[Task] Copy each line below that has "exists".

= = = = =

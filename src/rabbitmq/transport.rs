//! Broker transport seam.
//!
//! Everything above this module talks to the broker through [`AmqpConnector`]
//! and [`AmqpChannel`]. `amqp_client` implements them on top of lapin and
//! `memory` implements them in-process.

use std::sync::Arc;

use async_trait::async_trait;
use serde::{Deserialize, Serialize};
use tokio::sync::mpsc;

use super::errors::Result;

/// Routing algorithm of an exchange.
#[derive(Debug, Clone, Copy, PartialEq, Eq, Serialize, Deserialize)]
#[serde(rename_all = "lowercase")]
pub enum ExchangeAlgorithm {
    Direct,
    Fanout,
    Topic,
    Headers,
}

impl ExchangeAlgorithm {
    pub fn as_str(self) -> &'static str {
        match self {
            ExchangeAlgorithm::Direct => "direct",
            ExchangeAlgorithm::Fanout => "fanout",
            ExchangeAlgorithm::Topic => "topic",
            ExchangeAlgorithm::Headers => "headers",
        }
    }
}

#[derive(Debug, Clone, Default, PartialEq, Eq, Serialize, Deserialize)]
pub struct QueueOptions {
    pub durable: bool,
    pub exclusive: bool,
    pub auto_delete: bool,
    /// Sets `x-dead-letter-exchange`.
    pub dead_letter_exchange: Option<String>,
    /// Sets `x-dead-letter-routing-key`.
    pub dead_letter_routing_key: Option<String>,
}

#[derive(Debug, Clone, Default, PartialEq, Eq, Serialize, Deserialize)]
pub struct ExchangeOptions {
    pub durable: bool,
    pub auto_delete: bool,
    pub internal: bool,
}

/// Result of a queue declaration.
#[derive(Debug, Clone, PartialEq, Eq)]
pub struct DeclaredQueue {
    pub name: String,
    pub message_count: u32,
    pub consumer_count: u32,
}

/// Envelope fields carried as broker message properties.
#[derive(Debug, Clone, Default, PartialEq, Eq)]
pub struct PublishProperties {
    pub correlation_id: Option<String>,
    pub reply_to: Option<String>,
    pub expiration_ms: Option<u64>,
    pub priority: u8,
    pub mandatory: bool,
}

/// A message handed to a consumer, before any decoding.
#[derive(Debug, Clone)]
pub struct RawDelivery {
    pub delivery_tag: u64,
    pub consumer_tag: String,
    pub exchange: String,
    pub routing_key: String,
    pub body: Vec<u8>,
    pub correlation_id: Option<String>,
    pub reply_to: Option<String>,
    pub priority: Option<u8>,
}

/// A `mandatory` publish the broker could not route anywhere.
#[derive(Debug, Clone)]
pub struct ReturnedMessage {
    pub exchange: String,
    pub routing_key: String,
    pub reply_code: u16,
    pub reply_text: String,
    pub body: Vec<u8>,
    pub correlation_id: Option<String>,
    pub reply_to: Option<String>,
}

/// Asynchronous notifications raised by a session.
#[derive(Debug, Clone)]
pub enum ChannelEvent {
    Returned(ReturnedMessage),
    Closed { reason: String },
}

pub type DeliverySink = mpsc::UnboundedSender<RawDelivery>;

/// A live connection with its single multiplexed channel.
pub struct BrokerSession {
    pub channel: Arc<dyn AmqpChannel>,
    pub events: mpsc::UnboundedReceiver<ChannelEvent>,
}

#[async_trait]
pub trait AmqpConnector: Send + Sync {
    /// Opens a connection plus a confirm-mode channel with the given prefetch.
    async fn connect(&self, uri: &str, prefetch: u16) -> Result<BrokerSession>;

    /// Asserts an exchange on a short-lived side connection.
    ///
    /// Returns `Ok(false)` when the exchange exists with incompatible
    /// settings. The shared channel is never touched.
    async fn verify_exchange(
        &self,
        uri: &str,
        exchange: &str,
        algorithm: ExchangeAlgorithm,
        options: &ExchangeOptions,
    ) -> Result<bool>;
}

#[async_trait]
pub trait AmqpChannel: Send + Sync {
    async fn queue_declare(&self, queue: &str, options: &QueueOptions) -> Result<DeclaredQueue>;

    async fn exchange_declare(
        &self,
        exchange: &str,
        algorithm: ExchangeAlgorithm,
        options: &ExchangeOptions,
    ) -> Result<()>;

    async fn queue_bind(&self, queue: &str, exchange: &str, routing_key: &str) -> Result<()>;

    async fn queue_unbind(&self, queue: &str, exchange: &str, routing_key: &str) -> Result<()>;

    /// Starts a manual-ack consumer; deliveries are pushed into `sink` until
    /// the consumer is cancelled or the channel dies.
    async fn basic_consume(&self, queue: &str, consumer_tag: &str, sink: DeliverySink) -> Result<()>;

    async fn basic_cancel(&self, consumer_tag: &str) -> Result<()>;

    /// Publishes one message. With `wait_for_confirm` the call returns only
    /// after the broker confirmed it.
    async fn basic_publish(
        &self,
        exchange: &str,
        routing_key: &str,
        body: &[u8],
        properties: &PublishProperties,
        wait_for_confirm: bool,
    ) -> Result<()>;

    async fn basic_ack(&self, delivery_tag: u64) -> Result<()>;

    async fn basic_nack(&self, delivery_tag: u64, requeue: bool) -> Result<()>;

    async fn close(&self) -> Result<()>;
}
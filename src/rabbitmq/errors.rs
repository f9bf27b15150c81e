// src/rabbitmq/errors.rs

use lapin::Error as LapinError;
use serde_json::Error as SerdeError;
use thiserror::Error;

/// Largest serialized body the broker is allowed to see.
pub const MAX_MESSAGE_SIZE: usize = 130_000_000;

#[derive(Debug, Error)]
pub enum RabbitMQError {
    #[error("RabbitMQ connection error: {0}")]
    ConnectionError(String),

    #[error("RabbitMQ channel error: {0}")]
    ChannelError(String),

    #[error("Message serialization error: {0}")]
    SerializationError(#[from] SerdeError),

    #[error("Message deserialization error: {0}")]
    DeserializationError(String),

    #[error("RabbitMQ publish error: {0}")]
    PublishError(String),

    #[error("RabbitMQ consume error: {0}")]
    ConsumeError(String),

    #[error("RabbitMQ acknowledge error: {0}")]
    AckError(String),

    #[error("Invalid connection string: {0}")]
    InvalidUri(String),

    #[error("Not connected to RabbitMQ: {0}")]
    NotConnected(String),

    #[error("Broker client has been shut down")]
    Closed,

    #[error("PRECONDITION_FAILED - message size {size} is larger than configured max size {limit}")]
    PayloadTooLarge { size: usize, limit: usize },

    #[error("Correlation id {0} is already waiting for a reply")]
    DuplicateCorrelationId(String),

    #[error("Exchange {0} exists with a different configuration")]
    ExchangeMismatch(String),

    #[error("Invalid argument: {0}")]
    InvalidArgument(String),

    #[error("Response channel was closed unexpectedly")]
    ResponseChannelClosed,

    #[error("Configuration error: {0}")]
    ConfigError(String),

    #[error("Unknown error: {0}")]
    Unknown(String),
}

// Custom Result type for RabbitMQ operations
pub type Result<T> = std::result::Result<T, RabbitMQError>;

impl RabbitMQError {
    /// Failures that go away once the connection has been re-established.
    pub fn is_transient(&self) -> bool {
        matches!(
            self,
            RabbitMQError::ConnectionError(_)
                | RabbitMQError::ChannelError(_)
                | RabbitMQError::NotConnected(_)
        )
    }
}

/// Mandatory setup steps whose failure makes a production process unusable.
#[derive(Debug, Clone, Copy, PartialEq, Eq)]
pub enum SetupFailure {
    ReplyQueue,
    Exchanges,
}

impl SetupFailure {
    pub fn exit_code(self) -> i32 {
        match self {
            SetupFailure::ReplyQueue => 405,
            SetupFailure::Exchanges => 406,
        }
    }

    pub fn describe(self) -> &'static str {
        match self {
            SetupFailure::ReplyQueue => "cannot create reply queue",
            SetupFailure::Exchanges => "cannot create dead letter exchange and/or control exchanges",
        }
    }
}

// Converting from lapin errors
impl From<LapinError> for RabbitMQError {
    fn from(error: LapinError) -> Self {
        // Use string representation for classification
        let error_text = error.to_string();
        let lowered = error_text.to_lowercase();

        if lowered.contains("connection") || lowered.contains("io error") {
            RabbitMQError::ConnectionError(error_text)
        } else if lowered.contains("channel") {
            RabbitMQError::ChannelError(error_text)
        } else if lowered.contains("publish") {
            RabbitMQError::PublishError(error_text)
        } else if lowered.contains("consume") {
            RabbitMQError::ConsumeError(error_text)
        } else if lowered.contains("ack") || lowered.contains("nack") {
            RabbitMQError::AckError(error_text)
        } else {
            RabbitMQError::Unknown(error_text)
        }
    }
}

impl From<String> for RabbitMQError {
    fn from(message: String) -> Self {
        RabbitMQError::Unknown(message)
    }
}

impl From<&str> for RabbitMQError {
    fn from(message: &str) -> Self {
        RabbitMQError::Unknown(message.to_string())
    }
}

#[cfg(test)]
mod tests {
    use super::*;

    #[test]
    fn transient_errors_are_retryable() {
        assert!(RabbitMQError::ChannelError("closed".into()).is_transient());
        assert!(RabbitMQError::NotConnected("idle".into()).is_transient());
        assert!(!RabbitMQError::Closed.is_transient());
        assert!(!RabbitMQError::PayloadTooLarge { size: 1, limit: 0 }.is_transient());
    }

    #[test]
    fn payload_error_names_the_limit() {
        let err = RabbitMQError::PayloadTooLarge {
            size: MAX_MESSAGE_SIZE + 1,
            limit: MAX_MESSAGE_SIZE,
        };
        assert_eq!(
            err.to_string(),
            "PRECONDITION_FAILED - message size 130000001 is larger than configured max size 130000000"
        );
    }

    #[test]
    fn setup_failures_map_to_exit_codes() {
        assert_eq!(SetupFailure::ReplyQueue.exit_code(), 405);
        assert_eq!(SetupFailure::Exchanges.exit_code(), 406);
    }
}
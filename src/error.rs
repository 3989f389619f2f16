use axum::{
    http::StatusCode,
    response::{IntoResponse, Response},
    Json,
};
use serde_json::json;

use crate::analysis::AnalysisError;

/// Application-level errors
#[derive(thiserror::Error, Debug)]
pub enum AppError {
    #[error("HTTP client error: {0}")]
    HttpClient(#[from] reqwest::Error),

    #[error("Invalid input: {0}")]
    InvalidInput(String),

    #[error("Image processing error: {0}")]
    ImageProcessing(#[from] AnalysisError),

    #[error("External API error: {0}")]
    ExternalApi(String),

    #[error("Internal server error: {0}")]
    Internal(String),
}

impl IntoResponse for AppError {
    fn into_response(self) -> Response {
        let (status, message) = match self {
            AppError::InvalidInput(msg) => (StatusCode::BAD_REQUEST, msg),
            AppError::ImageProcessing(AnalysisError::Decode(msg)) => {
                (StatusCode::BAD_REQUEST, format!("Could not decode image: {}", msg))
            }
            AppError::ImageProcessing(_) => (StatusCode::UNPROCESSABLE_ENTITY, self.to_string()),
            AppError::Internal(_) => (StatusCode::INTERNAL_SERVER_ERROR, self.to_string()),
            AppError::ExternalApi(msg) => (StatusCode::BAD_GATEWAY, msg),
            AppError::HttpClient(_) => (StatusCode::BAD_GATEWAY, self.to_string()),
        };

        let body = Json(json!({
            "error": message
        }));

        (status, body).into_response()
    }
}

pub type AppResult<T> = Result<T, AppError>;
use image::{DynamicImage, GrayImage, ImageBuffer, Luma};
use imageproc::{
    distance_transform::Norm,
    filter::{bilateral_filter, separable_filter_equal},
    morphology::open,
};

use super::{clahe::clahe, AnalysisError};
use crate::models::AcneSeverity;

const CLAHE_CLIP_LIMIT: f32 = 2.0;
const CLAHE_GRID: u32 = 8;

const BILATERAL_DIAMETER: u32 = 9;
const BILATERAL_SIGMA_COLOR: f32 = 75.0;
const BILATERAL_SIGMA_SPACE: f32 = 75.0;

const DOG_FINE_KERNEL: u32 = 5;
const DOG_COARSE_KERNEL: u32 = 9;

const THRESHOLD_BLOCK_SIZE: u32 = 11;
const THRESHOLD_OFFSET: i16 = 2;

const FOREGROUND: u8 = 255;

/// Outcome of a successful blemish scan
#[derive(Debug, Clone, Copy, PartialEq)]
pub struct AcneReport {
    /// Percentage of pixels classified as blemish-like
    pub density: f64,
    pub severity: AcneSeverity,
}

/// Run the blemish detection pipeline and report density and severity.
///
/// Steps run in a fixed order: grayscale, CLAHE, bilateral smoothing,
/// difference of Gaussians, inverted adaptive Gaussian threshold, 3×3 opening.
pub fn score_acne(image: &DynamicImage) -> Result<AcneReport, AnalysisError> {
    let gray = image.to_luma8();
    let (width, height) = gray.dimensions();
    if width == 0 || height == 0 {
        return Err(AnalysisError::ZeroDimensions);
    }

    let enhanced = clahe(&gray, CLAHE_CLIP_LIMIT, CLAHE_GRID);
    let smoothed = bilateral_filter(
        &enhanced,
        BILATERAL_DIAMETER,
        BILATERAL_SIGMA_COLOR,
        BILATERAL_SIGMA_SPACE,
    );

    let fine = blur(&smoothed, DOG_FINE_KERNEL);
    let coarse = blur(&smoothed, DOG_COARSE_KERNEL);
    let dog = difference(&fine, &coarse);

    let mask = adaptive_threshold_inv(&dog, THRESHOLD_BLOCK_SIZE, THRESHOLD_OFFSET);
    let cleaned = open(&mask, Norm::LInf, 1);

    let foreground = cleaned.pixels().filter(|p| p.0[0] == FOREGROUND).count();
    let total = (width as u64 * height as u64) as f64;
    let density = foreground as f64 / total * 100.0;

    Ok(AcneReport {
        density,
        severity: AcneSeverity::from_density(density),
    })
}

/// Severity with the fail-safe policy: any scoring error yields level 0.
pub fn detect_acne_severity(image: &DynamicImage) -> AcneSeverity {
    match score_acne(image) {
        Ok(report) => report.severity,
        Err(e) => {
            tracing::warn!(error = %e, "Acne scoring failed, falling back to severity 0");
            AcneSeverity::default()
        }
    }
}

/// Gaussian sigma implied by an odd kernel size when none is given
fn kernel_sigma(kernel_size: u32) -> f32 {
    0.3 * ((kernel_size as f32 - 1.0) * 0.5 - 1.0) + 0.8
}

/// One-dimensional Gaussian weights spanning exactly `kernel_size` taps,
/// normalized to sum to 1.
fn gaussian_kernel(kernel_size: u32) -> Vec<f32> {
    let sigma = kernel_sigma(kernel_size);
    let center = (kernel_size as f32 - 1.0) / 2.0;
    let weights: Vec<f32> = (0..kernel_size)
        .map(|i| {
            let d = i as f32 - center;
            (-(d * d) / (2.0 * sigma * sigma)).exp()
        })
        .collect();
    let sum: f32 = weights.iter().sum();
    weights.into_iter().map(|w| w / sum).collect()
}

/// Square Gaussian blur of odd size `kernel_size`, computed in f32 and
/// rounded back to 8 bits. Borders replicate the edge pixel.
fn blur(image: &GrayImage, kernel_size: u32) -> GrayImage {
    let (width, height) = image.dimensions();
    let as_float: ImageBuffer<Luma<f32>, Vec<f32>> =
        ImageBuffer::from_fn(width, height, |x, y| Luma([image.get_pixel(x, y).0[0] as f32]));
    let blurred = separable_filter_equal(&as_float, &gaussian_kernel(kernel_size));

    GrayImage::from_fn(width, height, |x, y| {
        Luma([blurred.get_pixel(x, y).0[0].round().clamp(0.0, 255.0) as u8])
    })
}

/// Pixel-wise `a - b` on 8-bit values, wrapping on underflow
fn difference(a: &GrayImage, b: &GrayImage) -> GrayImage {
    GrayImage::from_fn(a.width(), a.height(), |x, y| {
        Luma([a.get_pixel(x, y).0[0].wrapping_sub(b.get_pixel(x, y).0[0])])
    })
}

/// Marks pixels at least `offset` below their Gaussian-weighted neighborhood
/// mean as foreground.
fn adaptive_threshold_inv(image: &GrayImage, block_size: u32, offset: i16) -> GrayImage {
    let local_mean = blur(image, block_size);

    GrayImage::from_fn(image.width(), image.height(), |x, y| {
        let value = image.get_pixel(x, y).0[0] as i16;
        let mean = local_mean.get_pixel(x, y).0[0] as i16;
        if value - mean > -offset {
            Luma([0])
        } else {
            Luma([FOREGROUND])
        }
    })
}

= = = = =

[Response]
    /// Returns `Ok(false)` when the exchange exists with incompatible
    #[error("Exchange {0} exists with a different configuration")]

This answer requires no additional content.